Blood-brain barrier (BBB) breakdown and immune cell infiltration into the central nervous system (CNS) are early hallmarks of multiple sclerosis (MS). The mechanisms leading to BBB dysfunction are incompletely understood and generally thought to be a consequence of neuroinflammation. Here, we have challenged this view and asked if intrinsic alterations in the BBB of MS patients contribute to MS pathogenesis.
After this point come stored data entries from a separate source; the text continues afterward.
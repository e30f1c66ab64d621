use std::collections::BTreeMap;

use schemars::JsonSchema;
use serde::{Deserialize, Serialize};

use crate::breach::Breach;
use crate::ids::CheckType;
use crate::remediation::{RemediationCounts, RemediationStatus};
use crate::result::{CheckResult, CheckStatus};
use crate::severity::Severity;

/// Everything a run produced, plus the counters reporters need.
#[derive(Clone, Debug, Default, PartialEq, Eq, Serialize, Deserialize, JsonSchema)]
#[serde(rename_all = "kebab-case")]
pub struct ResultList {
    pub remediation_performed: bool,
    pub total_checks: u32,
    pub total_breaches: u32,
    pub total_remediations: u32,
    pub total_unsupported_remediations: u32,
    pub check_count_by_type: BTreeMap<CheckType, u32>,
    pub breach_count_by_type: BTreeMap<CheckType, u32>,
    pub breach_count_by_severity: BTreeMap<Severity, u32>,
    pub remediation_count_by_type: BTreeMap<CheckType, u32>,
    #[serde(default)]
    pub remediation_counts: RemediationCounts,
    pub results: Vec<CheckResult>,
}

impl ResultList {
    pub fn new(remediation_performed: bool) -> Self {
        Self {
            remediation_performed,
            ..Self::default()
        }
    }

    /// `Fail` if any result failed.
    pub fn status(&self) -> CheckStatus {
        if self
            .results
            .iter()
            .any(|r| r.status == Some(CheckStatus::Fail))
        {
            CheckStatus::Fail
        } else {
            CheckStatus::Pass
        }
    }

    /// Rolled-up remediation outcome, or `None` when remediation was not
    /// requested for this run.
    pub fn remediation_status(&self) -> Option<RemediationStatus> {
        self.remediation_performed
            .then(|| self.remediation_counts.overall())
    }

    pub fn breaches(&self) -> impl Iterator<Item = &Breach> {
        self.results.iter().flat_map(|r| r.breaches.iter())
    }

    pub fn breaches_by_check_name(&self, name: &str) -> Vec<&Breach> {
        self.breaches().filter(|b| b.check_name == name).collect()
    }

    pub fn breaches_by_severity(&self, severity: Severity) -> Vec<&Breach> {
        self.breaches().filter(|b| b.severity == severity).collect()
    }

    /// Number of breaches whose severity is at or above `threshold`.
    pub fn breaches_at_or_above(&self, threshold: Severity) -> usize {
        self.breaches().filter(|b| b.severity >= threshold).count()
    }

    pub fn remediations_by_check_name(&self, name: &str) -> Vec<&str> {
        self.results
            .iter()
            .filter(|r| r.name == name)
            .flat_map(|r| r.remediations.iter().map(String::as_str))
            .collect()
    }

    pub fn sort(&mut self) {
        self.results
            .sort_by(|a, b| a.name.cmp(&b.name).then_with(|| a.check_type.cmp(&b.check_type)));
    }
}

#[cfg(test)]
mod tests {
    use super::*;

    fn failing(name: &str, severity: Severity) -> CheckResult {
        let mut r = CheckResult::new(name, CheckType::from("file"), severity);
        let mut b = Breach::value("bad");
        b.set_common_values(&r.check_type, name, severity);
        r.breaches.push(b);
        r.determine_status(false);
        r
    }

    fn passing(name: &str) -> CheckResult {
        let mut r = CheckResult::new(name, CheckType::from("file"), Severity::Normal);
        r.determine_status(false);
        r
    }

    #[test]
    fn status_fails_if_any_result_fails() {
        let mut rl = ResultList::new(false);
        rl.results.push(passing("a"));
        assert_eq!(rl.status(), CheckStatus::Pass);
        rl.results.push(failing("b", Severity::Low));
        assert_eq!(rl.status(), CheckStatus::Fail);
    }

    #[test]
    fn remediation_status_is_unset_without_remediation() {
        let rl = ResultList::new(false);
        assert_eq!(rl.remediation_status(), None);

        let rl = ResultList::new(true);
        assert_eq!(rl.remediation_status(), Some(RemediationStatus::Success));
    }

    #[test]
    fn breach_queries() {
        let mut rl = ResultList::new(false);
        rl.results.push(failing("a", Severity::Low));
        rl.results.push(failing("b", Severity::Critical));

        assert_eq!(rl.breaches_by_check_name("a").len(), 1);
        assert_eq!(rl.breaches_by_severity(Severity::Critical).len(), 1);
        assert_eq!(rl.breaches_at_or_above(Severity::High), 1);
        assert_eq!(rl.breaches_at_or_above(Severity::Low), 2);
    }

    #[test]
    fn sort_orders_by_name() {
        let mut rl = ResultList::new(false);
        rl.results.push(passing("zeta"));
        rl.results.push(passing("alpha"));
        rl.sort();
        let names: Vec<_> = rl.results.iter().map(|r| r.name.as_str()).collect();
        assert_eq!(names, vec!["alpha", "zeta"]);
    }

    #[test]
    fn severity_map_serializes_with_string_keys() {
        let mut rl = ResultList::new(false);
        rl.breach_count_by_severity.insert(Severity::High, 2);
        let v = serde_json::to_value(&rl).expect("serialize");
        assert_eq!(v["breach-count-by-severity"]["high"], 2);
    }
}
To this end, we made use of human induced pluripotent stem cells (hiPSCs) derived from healthy controls (HC) and MS patients and differentiated them into brain microvascular endothelial cell (BMEC)-like cells as in vitro model of the BBB. MS-derived BMEC-like cells showed impaired junctional integrity, barrier properties and efflux pump activity when compared to HC. Also, MS-derived BMEC-like cells displayed an inflammatory phenotype with increased adhesion molecule expression and immune cell interactions. Activation of Wnt/β-catenin signaling in MS-derived endothelial progenitor cells enhanced barrier characteristics and reduced the inflammatory phenotype. Our study provides evidence for an intrinsic impairment of BBB function in MS patients that can be modeled in vitro. Human iPSC-derived BMEC-like cells are thus suitable to explore the molecular underpinnings of BBB dysfunction in MS and will assist in the identification of potential novel therapeutic targets for BBB stabilization.